Imagine you’re walking down the street on your way to pick up some milk and someone whizzes past on a bike and hurls a roll of paper in your direction. On unravelling the bundle, you find that it is a collection of drawings, prints and illustrations that have been gifted to you for free.
This was the experience of many Berliners last week, following the fifth year of art project Papergirl Berlin. The project was set up in 2005 by Aisha Ronniger and sees hundreds of artists and graphic designers submit artwork, which is then collected into bundles of five or so pieces and distributed to people around the city by a swarm of speedy paper boys and girls.
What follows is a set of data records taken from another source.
//! PixelCheck: screenshot comparison for GUI test replay
//!
//! A captured screenshot is compared against one or more recorded images
//! through a chain of prioritised checks. Screenshots no candidate
//! accepts become failures in a review queue, where a human accepts the
//! new image as an alternative, rejects it or puts it off for later.
//!
//! # Architecture
//!
//! ```text
//! ┌─────────────────────────────────────────────────────────────────┐
//! │                    PIXELCHECK Architecture                       │
//! ├─────────────────────────────────────────────────────────────────┤
//! │   ┌────────────┐    ┌────────────┐    ┌────────────┐            │
//! │   │ Captured   │    │ Check      │    │ Failure    │            │
//! │   │ Screenshot │───►│ Registry   │───►│ Queue      │            │
//! │   │            │    │ (per alt)  │    │            │            │
//! │   └────────────┘    └────────────┘    └─────┬──────┘            │
//! │                                             │                    │
//! │   ┌────────────┐    ┌────────────┐    ┌─────▼──────┐            │
//! │   │ Repository │◄───│ Review     │◄───│ DiffBundle │            │
//! │   │ (accept)   │    │ Session    │    │ (once)     │            │
//! │   └────────────┘    └────────────┘    └────────────┘            │
//! └─────────────────────────────────────────────────────────────────┘
//! ```
//!
//! # Example
//!
//! ```no_run
//! use pixelcheck::{Comparator, MemoryImageStore, PixelCheckConfig, ScreenshotCheck};
//! use std::sync::Arc;
//!
//! # fn main() -> pixelcheck::PixelCheckResult<()> {
//! let store = Arc::new(MemoryImageStore::new());
//! let comparator = Comparator::new(PixelCheckConfig::default().with_tolerance(8), store)?;
//! let recorded = ScreenshotCheck::new("login", "suite", "login.png", "ab12...");
//! let outcome = comparator.compare(None, &recorded)?;
//! assert!(!outcome.is_passed());
//! # Ok(())
//! # }
//! ```

#![warn(missing_docs)]
#![cfg_attr(test, allow(clippy::large_stack_arrays, clippy::large_stack_frames))]

/// Comparison checks, their registry and per-alternative state
#[allow(
    clippy::cast_precision_loss,
    clippy::cast_possible_truncation,
    clippy::cast_sign_loss,
    clippy::missing_errors_doc
)]
pub mod check;

/// Orchestrator: comparison, failure recording and diff generation
#[allow(clippy::cast_precision_loss)]
pub mod comparator;

/// Configuration sections and loading
pub mod config;

/// Review output for failed comparisons
pub mod diff;

/// Failure records and identifiers
pub mod failure;

/// Hint and mask overlays
pub mod hint_mask;

/// Failure review queue
pub mod queue;

/// Raster images, shaded regions and content hashing
pub mod raster;

mod result;

/// Reviewer decisions and review sessions
pub mod review;

/// Recorded screenshot expectations
pub mod screenshot;

/// Image stores and the recorded-test repository
pub mod store;

/// Sparse failed-pixel index
#[allow(clippy::cast_possible_truncation, clippy::cast_precision_loss)]
pub mod summary;

/// Tracing subscriber setup
pub mod telemetry;

pub use check::{
    Check, CheckRegistry, CheckResult, CheckStatus, CheckType, ClusterCheck, Comparison,
    ConfidenceCheck, DimensionCheck, FuzzyCheck, HashCheck, LoadRecordedCheck, StrictCheck,
};
pub use comparator::{Comparator, ComparisonOutcome};
pub use config::{
    ClusterConfig, ClusterSource, ConfidenceConfig, FailureConfig, FuzzyConfig, HintConfig,
    PixelCheckConfig, ShadingConfig,
};
pub use diff::{AlternativeDiff, DiffBundle, DiffReport, PropertyValue};
pub use failure::{Failure, FailureId};
pub use hint_mask::{HintMask, HintMaskHelper};
pub use queue::FailureQueue;
pub use raster::{image_hash, HashAlgorithm, RasterImage, ShadedRegion};
pub use result::{PixelCheckError, PixelCheckResult};
pub use review::{Decision, ReviewDecider, ReviewReport, ReviewSession};
pub use screenshot::{Alternative, ScreenshotCheck};
pub use store::{FsImageStore, ImageStore, MemoryImageStore, MemoryRepository, Repository};
pub use summary::PixelSummary;
pub use telemetry::{init_json_tracing, init_tracing};
//! SleepTaskScheduler (C7): selects and executes background tasks while the
//! owning cognition service is ASLEEP.
//!
//! `next_task` picks the highest-priority task whose `last_run` is oldest,
//! never-run tasks winning ties. Task bodies are a small enum of named
//! actions dispatched through a registered [`TaskAction`] rather than a
//! closure per task, so new kinds register without touching selection
//! logic. The scheduler records the running task as "current" so the
//! sleep manager's wake signal can read its interruptibility.

use async_trait::async_trait;
use chrono::{DateTime, Utc};
use parking_lot::Mutex;
use serde::{Deserialize, Serialize};
use std::collections::HashMap;
use std::sync::atomic::{AtomicBool, Ordering};
use std::sync::Arc;
use std::time::Duration;

#[derive(Debug, Clone, Copy, PartialEq, Eq, Hash, Serialize, Deserialize)]
#[serde(rename_all = "snake_case")]
pub enum TaskKind {
    SessionCuration,
    ThoughtSeedReview,
    VectorReflection,
    AdapterTraining,
}

#[derive(Debug, Clone)]
pub struct SleepTask {
    pub id: String,
    pub kind: TaskKind,
    pub priority: i32,
    pub interruptible: bool,
    pub estimated_duration: Duration,
    pub last_run: Option<DateTime<Utc>>,
}

impl SleepTask {
    pub fn new(id: impl Into<String>, kind: TaskKind, priority: i32, interruptible: bool, estimated_duration: Duration) -> Self {
        Self {
            id: id.into(),
            kind,
            priority,
            interruptible,
            estimated_duration,
            last_run: None,
        }
    }
}

/// The three short, interruptible maintenance tasks that run whenever the
/// device is free, plus the long non-interruptible adapter training task
/// that is only ever scheduled while the device is reserved to the
/// training worker (coordinated externally by `GpuHandoffCoordinator`).
pub fn default_maintenance_tasks() -> Vec<SleepTask> {
    vec![
        SleepTask::new("session-curation", TaskKind::SessionCuration, 10, true, Duration::from_secs(30)),
        SleepTask::new("thought-seed-review", TaskKind::ThoughtSeedReview, 5, true, Duration::from_secs(60)),
        SleepTask::new("vector-reflection", TaskKind::VectorReflection, 1, true, Duration::from_secs(120)),
    ]
}

pub fn adapter_training_task() -> SleepTask {
    SleepTask::new("adapter-training", TaskKind::AdapterTraining, 0, false, Duration::from_secs(3600))
}

#[derive(Debug, Clone, Copy, PartialEq, Eq)]
pub enum TaskOutcome {
    Completed,
    Cancelled,
    Skipped,
}

/// One named action a `SleepTask` can run. Implementations poll
/// `cancel_requested` between cooperative points and return early with
/// `TaskOutcome::Cancelled` when it is set — the scheduler never yanks a
/// task out from under it.
#[async_trait]
pub trait TaskAction: Send + Sync {
    async fn run(&self, cancel_requested: &AtomicBool) -> TaskOutcome;
}

/// A no-op action used for task kinds that have not been wired to a real
/// implementation yet; completes immediately.
pub struct NoopAction;

#[async_trait]
impl TaskAction for NoopAction {
    async fn run(&self, _cancel_requested: &AtomicBool) -> TaskOutcome {
        TaskOutcome::Completed
    }
}

pub struct SleepTaskScheduler {
    tasks: Mutex<Vec<SleepTask>>,
    actions: HashMap<TaskKind, Arc<dyn TaskAction>>,
    current: Mutex<Option<SleepTask>>,
    cancel_requested: Arc<AtomicBool>,
}

impl SleepTaskScheduler {
    pub fn new(tasks: Vec<SleepTask>, actions: HashMap<TaskKind, Arc<dyn TaskAction>>) -> Self {
        Self {
            tasks: Mutex::new(tasks),
            actions,
            current: Mutex::new(None),
            cancel_requested: Arc::new(AtomicBool::new(false)),
        }
    }

    /// Highest-priority task whose `last_run` is oldest; never-run tasks
    /// are treated as infinitely old and so win any tie against a task
    /// that has run before.
    pub fn next_task(&self) -> Option<SleepTask> {
        self.tasks
            .lock()
            .iter()
            .max_by(|a, b| {
                a.priority.cmp(&b.priority).then_with(|| match (a.last_run, b.last_run) {
                    (None, None) => std::cmp::Ordering::Equal,
                    (None, Some(_)) => std::cmp::Ordering::Greater,
                    (Some(_), None) => std::cmp::Ordering::Less,
                    (Some(a), Some(b)) => b.cmp(&a),
                })
            })
            .cloned()
    }

    pub fn current_task(&self) -> Option<SleepTask> {
        self.current.lock().clone()
    }

    /// `None` when nothing is currently running — the sleep manager treats
    /// that the same as an interruptible task for the purposes of the
    /// `_WAKING` vs `_FINISHING_TASK` decision.
    pub fn current_interruptible(&self) -> Option<bool> {
        self.current.lock().as_ref().map(|t| t.interruptible)
    }

    /// Sets the cooperative cancellation flag; a running interruptible
    /// task observes it at its next cooperative point and aborts.
    pub fn request_cancel(&self) {
        self.cancel_requested.store(true, Ordering::SeqCst);
    }

    /// Runs `task`'s registered action to completion, recording it as
    /// "current" for the duration and stamping `last_run` on exit
    /// regardless of outcome.
    pub async fn execute(&self, task: SleepTask) -> TaskOutcome {
        self.cancel_requested.store(false, Ordering::SeqCst);
        *self.current.lock() = Some(task.clone());

        let outcome = match self.actions.get(&task.kind) {
            Some(action) => action.run(&self.cancel_requested).await,
            None => TaskOutcome::Skipped,
        };

        {
            let mut tasks = self.tasks.lock();
            if let Some(t) = tasks.iter_mut().find(|t| t.id == task.id) {
                t.last_run = Some(Utc::now());
            }
        }
        *self.current.lock() = None;
        outcome
    }
}

#[cfg(test)]
mod tests {
    use super::*;

    fn scheduler(tasks: Vec<SleepTask>) -> SleepTaskScheduler {
        let mut actions: HashMap<TaskKind, Arc<dyn TaskAction>> = HashMap::new();
        actions.insert(TaskKind::SessionCuration, Arc::new(NoopAction));
        actions.insert(TaskKind::ThoughtSeedReview, Arc::new(NoopAction));
        actions.insert(TaskKind::VectorReflection, Arc::new(NoopAction));
        SleepTaskScheduler::new(tasks, actions)
    }

    #[test]
    fn never_run_tasks_beat_previously_run_ones_at_equal_priority() {
        let mut tasks = default_maintenance_tasks();
        tasks[1].priority = tasks[0].priority; // tie session-curation and thought-seed-review
        tasks[0].last_run = Some(Utc::now());
        let sched = scheduler(tasks);
        let next = sched.next_task().unwrap();
        assert_eq!(next.id, "thought-seed-review");
    }

    #[test]
    fn highest_priority_wins_regardless_of_last_run() {
        let sched = scheduler(default_maintenance_tasks());
        let next = sched.next_task().unwrap();
        assert_eq!(next.id, "session-curation");
    }

    #[tokio::test]
    async fn execute_stamps_last_run_and_clears_current() {
        let sched = scheduler(default_maintenance_tasks());
        let task = sched.next_task().unwrap();
        assert!(sched.current_task().is_none());
        let outcome = sched.execute(task.clone()).await;
        assert_eq!(outcome, TaskOutcome::Completed);
        assert!(sched.current_task().is_none());

        let refreshed = sched.next_task().unwrap();
        assert_ne!(refreshed.id, task.id, "just-run task should no longer sort first");
    }

    #[tokio::test]
    async fn current_interruptible_reflects_registered_task_shape() {
        let sched = scheduler(vec![adapter_training_task()]);
        assert!(sched.current_interruptible().is_none());

        struct Slow;
        #[async_trait]
        impl TaskAction for Slow {
            async fn run(&self, cancel_requested: &AtomicBool) -> TaskOutcome {
                while !cancel_requested.load(Ordering::SeqCst) {
                    tokio::time::sleep(Duration::from_millis(5)).await;
                }
                TaskOutcome::Cancelled
            }
        }
        let mut actions: HashMap<TaskKind, Arc<dyn TaskAction>> = HashMap::new();
        actions.insert(TaskKind::AdapterTraining, Arc::new(Slow));
        let sched = Arc::new(SleepTaskScheduler::new(vec![adapter_training_task()], actions));

        let running = sched.clone();
        let handle = tokio::spawn(async move { running.execute(adapter_training_task()).await });
        tokio::time::sleep(Duration::from_millis(20)).await;
        assert_eq!(sched.current_interruptible(), Some(false));
        sched.request_cancel();
        let outcome = handle.await.unwrap();
        assert_eq!(outcome, TaskOutcome::Cancelled);
    }
}
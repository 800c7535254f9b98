//! The HTTP boundary: two thin `axum` router compositions, one per
//! binary, sharing the same state-injection and layering shape. Route
//! handlers extract, call into the relevant component, and map the
//! typed result to JSON — no business logic lives here.

#![forbid(unsafe_code)]

pub mod cognition;
pub mod orchestrator;

use axum::Router;
use tower_http::cors::CorsLayer;
use tower_http::trace::TraceLayer;

/// Wraps a built router with the CORS and request-tracing layers every
/// binary in this workspace applies the same way.
pub fn with_standard_layers(router: Router) -> Router {
    router.layer(TraceLayer::new_for_http()).layer(CorsLayer::permissive())
}
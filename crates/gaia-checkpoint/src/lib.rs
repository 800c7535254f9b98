//! CheckpointStore (C4): a durable key→blob store for cognitive
//! checkpoint text, keyed by service name.
//!
//! Layout on disk, per the checkpoint file layout contract:
//! `<service>.current`, `<service>.previous`, and
//! `<service>.history/<ISO8601>.txt`. Writes are atomic (write-to-temp
//! then rename); a crash at any point during `write` leaves `read`
//! returning either the previous text or the new text, never a partial
//! blob.

#![forbid(unsafe_code)]

use chrono::{DateTime, Utc};
use gaia_persist::write_atomic;
use std::collections::HashMap;
use std::path::{Path, PathBuf};
use std::sync::Arc;
use thiserror::Error;
use tokio::sync::Mutex as AsyncMutex;
use tracing::{info, warn};

#[derive(Debug, Error)]
pub enum CheckpointError {
    #[error("io error: {0}")]
    Io(#[from] std::io::Error),
}

pub type CheckpointResult<T> = Result<T, CheckpointError>;

/// Durable, per-key atomic text store. One instance is typically owned by
/// one `SleepWakeManager`, keyed by its own service name, but the store
/// itself is multi-key so a single process can host checkpoints for
/// several services if needed.
pub struct CheckpointStore {
    root: PathBuf,
    history_max_entries: usize,
    write_locks: parking_lot::Mutex<HashMap<String, Arc<AsyncMutex<()>>>>,
}

impl CheckpointStore {
    pub fn new(root: impl Into<PathBuf>, history_max_entries: usize) -> Self {
        Self {
            root: root.into(),
            history_max_entries,
            write_locks: parking_lot::Mutex::new(HashMap::new()),
        }
    }

    fn current_path(&self, key: &str) -> PathBuf {
        self.root.join(format!("{key}.current"))
    }

    fn previous_path(&self, key: &str) -> PathBuf {
        self.root.join(format!("{key}.previous"))
    }

    fn history_dir(&self, key: &str) -> PathBuf {
        self.root.join(format!("{key}.history"))
    }

    fn lock_for(&self, key: &str) -> Arc<AsyncMutex<()>> {
        self.write_locks
            .lock()
            .entry(key.to_string())
            .or_insert_with(|| Arc::new(AsyncMutex::new(())))
            .clone()
    }

    /// Atomically writes `text` as the new `current` for `key`, rotating
    /// the old `current` into `previous` first and appending a
    /// timestamped history entry. Concurrent writes for the same key are
    /// serialized by a per-key lock; writes for different keys proceed
    /// independently.
    pub async fn write(&self, key: &str, text: &str) -> CheckpointResult<()> {
        let lock = self.lock_for(key);
        let _guard = lock.lock().await;

        std::fs::create_dir_all(&self.root)?;

        // Rotate current -> previous first: if we crash before the new
        // current is in place, `read` still returns a previously-valid
        // text (either the rotated-out current, now in `previous`, or —
        // if rotation itself hadn't happened yet — the untouched current).
        if let Ok(old) = std::fs::read(self.current_path(key)) {
            write_atomic(&self.previous_path(key), &old)?;
        }

        write_atomic(&self.current_path(key), text.as_bytes())?;

        self.append_history(key, text)?;
        info!(key, bytes = text.len(), "checkpoint written");
        Ok(())
    }

    fn append_history(&self, key: &str, text: &str) -> CheckpointResult<()> {
        let dir = self.history_dir(key);
        std::fs::create_dir_all(&dir)?;
        let stamp = Utc::now().to_rfc3339();
        let path = dir.join(format!("{stamp}.txt"));
        write_atomic(&path, text.as_bytes())?;
        self.prune_history(key)?;
        Ok(())
    }

    /// Deletes the oldest history files beyond `history_max_entries`.
    /// Monotonic and parameterized only by count, per the retention
    /// invariant.
    fn prune_history(&self, key: &str) -> CheckpointResult<()> {
        let dir = self.history_dir(key);
        let mut entries: Vec<PathBuf> = std::fs::read_dir(&dir)?
            .filter_map(|e| e.ok().map(|e| e.path()))
            .collect();
        if entries.len() <= self.history_max_entries {
            return Ok(());
        }
        entries.sort();
        let overflow = entries.len() - self.history_max_entries;
        for path in entries.into_iter().take(overflow) {
            if let Err(e) = std::fs::remove_file(&path) {
                warn!(path = %path.display(), error = %e, "failed to prune checkpoint history entry");
            }
        }
        Ok(())
    }

    /// Returns the latest `current` text, or `None` if never written.
    pub fn read(&self, key: &str) -> Option<String> {
        std::fs::read_to_string(self.current_path(key)).ok()
    }

    /// Returns the latest `previous` text, or `None` if no rotation has
    /// happened yet.
    pub fn read_previous(&self, key: &str) -> Option<String> {
        std::fs::read_to_string(self.previous_path(key)).ok()
    }

    /// History entries in reverse chronological order, most recent first.
    pub fn history(&self, key: &str, limit: usize) -> Vec<(DateTime<Utc>, String)> {
        let dir = self.history_dir(key);
        let Ok(read_dir) = std::fs::read_dir(&dir) else {
            return Vec::new();
        };
        let mut entries: Vec<(DateTime<Utc>, PathBuf)> = read_dir
            .filter_map(|e| {
                let path = e.ok()?.path();
                let stem = path.file_stem()?.to_str()?;
                let stamp = DateTime::parse_from_rfc3339(stem).ok()?.with_timezone(&Utc);
                Some((stamp, path))
            })
            .collect();
        entries.sort_by(|a, b| b.0.cmp(&a.0));
        entries
            .into_iter()
            .take(limit)
            .filter_map(|(stamp, path)| std::fs::read_to_string(path).ok().map(|text| (stamp, text)))
            .collect()
    }

    pub fn root(&self) -> &Path {
        &self.root
    }
}
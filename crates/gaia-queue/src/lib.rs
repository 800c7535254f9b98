//! MessageQueue (C5): a thread-safe FIFO-with-priority queue holding
//! inbound user messages while a cognition service is not ACTIVE, with
//! edge-triggered wake signaling.
//!
//! Ordering is total: descending priority, then ascending enqueue order.
//! Exactly one `wake_needed` event fires per empty→nonempty transition —
//! not once per enqueue — so a burst of messages arriving while the
//! sleep manager is already waking doesn't re-trigger it.

#![forbid(unsafe_code)]

use gaia_proto::QueuedMessage;
use parking_lot::Mutex;
use std::cmp::Ordering;
use std::collections::BinaryHeap;
use std::sync::{Arc, OnceLock};

/// Receives the edge-triggered wake signal. Called synchronously while
/// the queue's lock is not held, so implementations may themselves touch
/// the queue (e.g. to dequeue immediately) without deadlocking.
pub trait WakeReceiver: Send + Sync {
    fn wake_needed(&self);
}

#[derive(Debug, Clone, Default)]
pub struct QueueStats {
    pub size: usize,
    pub total_enqueued: u64,
    pub total_dequeued: u64,
}

struct Entry {
    priority: i32,
    seq: u64,
    msg: QueuedMessage,
}

impl PartialEq for Entry {
    fn eq(&self, other: &Self) -> bool {
        self.priority == other.priority && self.seq == other.seq
    }
}
impl Eq for Entry {}

impl Ord for Entry {
    fn cmp(&self, other: &Self) -> Ordering {
        // BinaryHeap is a max-heap: higher priority pops first; for equal
        // priority, the *lower* sequence number (earlier arrival) must
        // pop first, so we invert the seq comparison.
        self.priority
            .cmp(&other.priority)
            .then_with(|| other.seq.cmp(&self.seq))
    }
}
impl PartialOrd for Entry {
    fn partial_cmp(&self, other: &Self) -> Option<Ordering> {
        Some(self.cmp(other))
    }
}

struct Inner {
    heap: BinaryHeap<Entry>,
    next_seq: u64,
    wake_signalled: bool,
    stats: QueueStats,
}

pub struct MessageQueue {
    inner: Mutex<Inner>,
    receiver: OnceLock<Arc<dyn WakeReceiver>>,
}

impl MessageQueue {
    pub fn new() -> Self {
        Self {
            inner: Mutex::new(Inner {
                heap: BinaryHeap::new(),
                next_seq: 0,
                wake_signalled: false,
                stats: QueueStats::default(),
            }),
            receiver: OnceLock::new(),
        }
    }

    pub fn with_receiver(receiver: Arc<dyn WakeReceiver>) -> Self {
        let queue = Self::new();
        queue.bind_receiver(receiver);
        queue
    }

    /// Late-binds the wake receiver after construction, for callers whose
    /// receiver itself needs an `Arc<MessageQueue>` to exist first (e.g. a
    /// bridge wrapping the manager this queue belongs to). A no-op if a
    /// receiver is already bound.
    pub fn bind_receiver(&self, receiver: Arc<dyn WakeReceiver>) {
        let _ = self.receiver.set(receiver);
    }

    /// Atomically appends `msg`. Returns `true` if this call produced the
    /// empty→nonempty edge (and thus fired `wake_needed`).
    pub fn enqueue(&self, msg: QueuedMessage) -> bool {
        let fired = {
            let mut inner = self.inner.lock();
            let was_empty = inner.heap.is_empty();
            let seq = inner.next_seq;
            inner.next_seq += 1;
            inner.heap.push(Entry { priority: msg.priority, seq, msg });
            inner.stats.size = inner.heap.len();
            inner.stats.total_enqueued += 1;
            if was_empty && !inner.wake_signalled {
                inner.wake_signalled = true;
                true
            } else {
                false
            }
        };
        if fired {
            if let Some(recv) = self.receiver.get() {
                recv.wake_needed();
            }
        }
        fired
    }

    /// Removes and returns the highest-priority, oldest message. Clears
    /// the wake-signalled flag if this dequeue empties the queue.
    pub fn dequeue(&self) -> Option<QueuedMessage> {
        let mut inner = self.inner.lock();
        let entry = inner.heap.pop();
        if let Some(entry) = &entry {
            inner.stats.size = inner.heap.len();
            inner.stats.total_dequeued += 1;
            let _ = entry;
        }
        if inner.heap.is_empty() {
            inner.wake_signalled = false;
        }
        entry.map(|e| e.msg)
    }

    pub fn peek(&self) -> Option<QueuedMessage> {
        self.inner.lock().heap.peek().map(|e| e.msg.clone())
    }

    pub fn size(&self) -> usize {
        self.inner.lock().heap.len()
    }

    pub fn stats(&self) -> QueueStats {
        self.inner.lock().stats.clone()
    }
}

impl Default for MessageQueue {
    fn default() -> Self {
        Self::new()
    }
}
The project has made such an impression on participants and those receiving the art that it is spreading across the world at pace. Artists in New York, Cape Town, Romania and Sydney have all expressed an interest in getting the project going in their hometowns.
Janice Stainton, an account manager at Judge Gill, had wanted to bring the project to the UK for a while before finally deciding to set the project up in Manchester. Stainton has just come back from Berlin, where she was helping with this year’s event in order to gather tips for the Manchester event.
‘People were shocked and curious,’ says Stainton. ‘The kids especially were so excited. People think it’s like magic. It’s not something that really happens that often.’
The Manchester event will include a day delivering work in late autumn which will coincide with an exhibition of the work involved. In the months before the event Stainton and her helpers will busily gather the submissions and separate them into rolls for the big day itself. Stainton says, ‘For the recipient it’s a gift of free art. It’s more of an emotional thing for the artists, rather than just a chance for self-promotion.’
Stainton is currently looking for artists and designers who are keen to submit their work, as well as cyclists willing to get involved in the delivery. Submissions can be individual works or prints of up to about 20 copies, so that each roll is a special limited edition. Submissions close on 1 September. For more information visit the Papergirl Manchester blog.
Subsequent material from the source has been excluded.